И тут Шовкет назвала себя неприличным словом, вошла в дом и захлопнула дверь.
Чириканье воробьев заглушало все на свете.
Отведя глаза от двери Шовкет, я поднял голову и снова посмотрел на стайку голодных воробьев.
Воробьи с той же жадностью, поспешно клевали крохотные почки.
В то весеннее утро мне было жаль крошечные почки, но мне было жаль и исхудавших, съежившихся воробьев, в то весеннее утро мне было жаль и Шовкет.
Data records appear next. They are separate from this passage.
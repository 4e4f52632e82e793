//! Test doubles for the executor seam.
//!
//! [`RecordingExecutor`] stands in for a store client: it records every
//! submission and can be scripted to fail individual commands, whole
//! pipeline batches, or all transactions. Used by this crate's own tests
//! and by downstream integration tests.

use std::collections::HashMap;

use redis_schema_core::Command;

use crate::error::{ExecError, Result};
use crate::executor::{CommandExecutor, CommandOutcome};

/// An in-memory [`CommandExecutor`] that records submissions.
///
/// Command failure injection is keyed by the global command index: the
/// position of the command counted across every submission made to this
/// executor, matching the per-file index space of the engine.
#[derive(Debug, Default)]
pub struct RecordingExecutor {
    pipeline_calls: Vec<Vec<Command>>,
    transaction_calls: Vec<Vec<Command>>,
    submitted: usize,
    fail_commands: HashMap<usize, String>,
    fail_batches: HashMap<usize, ExecError>,
    abort_transactions: Option<ExecError>,
}

impl RecordingExecutor {
    /// Reports the command at `index` (global, zero-based) as failed.
    pub fn fail_command(mut self, index: usize, error: &str) -> Self {
        self.fail_commands.insert(index, error.to_string());
        self
    }

    /// Fails the pipeline call at `call_index` (zero-based) as a unit.
    pub fn fail_batch(mut self, call_index: usize, error: ExecError) -> Self {
        self.fail_batches.insert(call_index, error);
        self
    }

    /// Aborts the next transaction submission as a unit.
    pub fn abort_transactions(mut self, error: ExecError) -> Self {
        self.abort_transactions = Some(error);
        self
    }

    /// Every pipeline submission, in order.
    pub fn pipeline_calls(&self) -> &[Vec<Command>] {
        &self.pipeline_calls
    }

    /// Every transaction submission, in order.
    pub fn transaction_calls(&self) -> &[Vec<Command>] {
        &self.transaction_calls
    }

    /// All commands submitted through either mode, flattened in order.
    pub fn all_commands(&self) -> Vec<&Command> {
        self.transaction_calls
            .iter()
            .chain(self.pipeline_calls.iter())
            .flatten()
            .collect()
    }

    fn outcomes_for(&mut self, count: usize) -> Vec<CommandOutcome> {
        let base = self.submitted;
        self.submitted += count;
        (0..count)
            .map(|offset| match self.fail_commands.get(&(base + offset)) {
                Some(message) => CommandOutcome::Error(message.clone()),
                None => CommandOutcome::Ok,
            })
            .collect()
    }
}

impl CommandExecutor for RecordingExecutor {
    fn run_transaction(&mut self, commands: &[Command]) -> Result<Vec<CommandOutcome>> {
        self.transaction_calls.push(commands.to_vec());
        if let Some(err) = self.abort_transactions.take() {
            return Err(err);
        }
        Ok(self.outcomes_for(commands.len()))
    }

    fn run_pipeline(&mut self, commands: &[Command]) -> Result<Vec<CommandOutcome>> {
        let call_index = self.pipeline_calls.len();
        self.pipeline_calls.push(commands.to_vec());
        if let Some(err) = self.fail_batches.remove(&call_index) {
            // Outcomes for a failed batch are never produced, but the
            // global index space still advances past its commands.
            self.submitted += commands.len();
            return Err(err);
        }
        Ok(self.outcomes_for(commands.len()))
    }
}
Я опять посмотрел на дверь Шовкет.
Мне казалось, что эта дверь больше никогда не откроется, Шовкет никогда больше не будет сидеть на деревянной скамье, никогда не будет смеяться.
Мне стало нестерпимо грустно.
XXV
Где твои черные кудрявые волосы, Джафаргулу?..
Последнее время я часто думаю: если бы Джафаргулу не стал таксистом, а стал бы пишущим человеком, как я, что бы он написал о нашей махалле? Как изобразил бы дни войны, то сиротство нашей махалли, ту печаль, пропитавшую, казалось, самые стены нашей махалли, даже тротуары, даже мощенную булыжником улицу?
Но какой в этом смысл?
Мне интересно вернуться в махаллю именно по воспоминаниям шофера такси Джафаргулу, именно с видением, с памятью шофера такси Джафаргулу, а не писателя Джафаргулу.
XX
Я до сих пор помню, как плакало тутовое дерево, и даже теперь мне порой кажется, что звук разрываемой газеты - это плач газеты, а звук разбившегося вдребезги зеркала это - плач зеркала.
В тот зимний день взошло такое солнце, оно так улыбалось, как будто в мире не было никакой войны, смерти, как будто шесть сыновей тети Ханум, все парни, все мужчины нашей округи, мой отец были не на войне, а, как обычно, у себя дома, как будто в мире никто не был голоден и никто не дрожал от зимней стужи. У черных дел мира сего есть свои законы, и один из этих законов состоит в том, что во время войны словно становится холоднее: если во время войны термометр показывает минус два, то это не то же, что минус два в мирное время; минус два военных дней все равно что минус двадцать мирных дней: холодно, холодно.
В тот солнечный, но холодный зимний день первым услыхал плач тутового дерева Джафаргулу; он побежал в конец нашего тупика и увидел, что Ибадулла большой пилой спиливает дерево под корень.
Сбежавшись, мы наблюдали, как Ибадулла пилит дерево, и каждый раз, когда Ибадулла проводил пилой с крупными зубьями по стволу тута, мне казалось, что звук, который мы слышим, это не звук пилы, а плач тутового дерева, и я, глядя на налитые кровью глаза Ибадуллы, сосредоточившего все внимание на большой пиле с крупными зубьями, думал, как хорошо, что я не сын Ибадуллы, как хорошо, что Ибадулла не мой брат, и как хорошо, что на свете есть Белый Верблюд и что Белый Верблюд неожиданно придет однажды ночью и ляжет у дверей того дома в Арменикенде, где живет Ибадулла.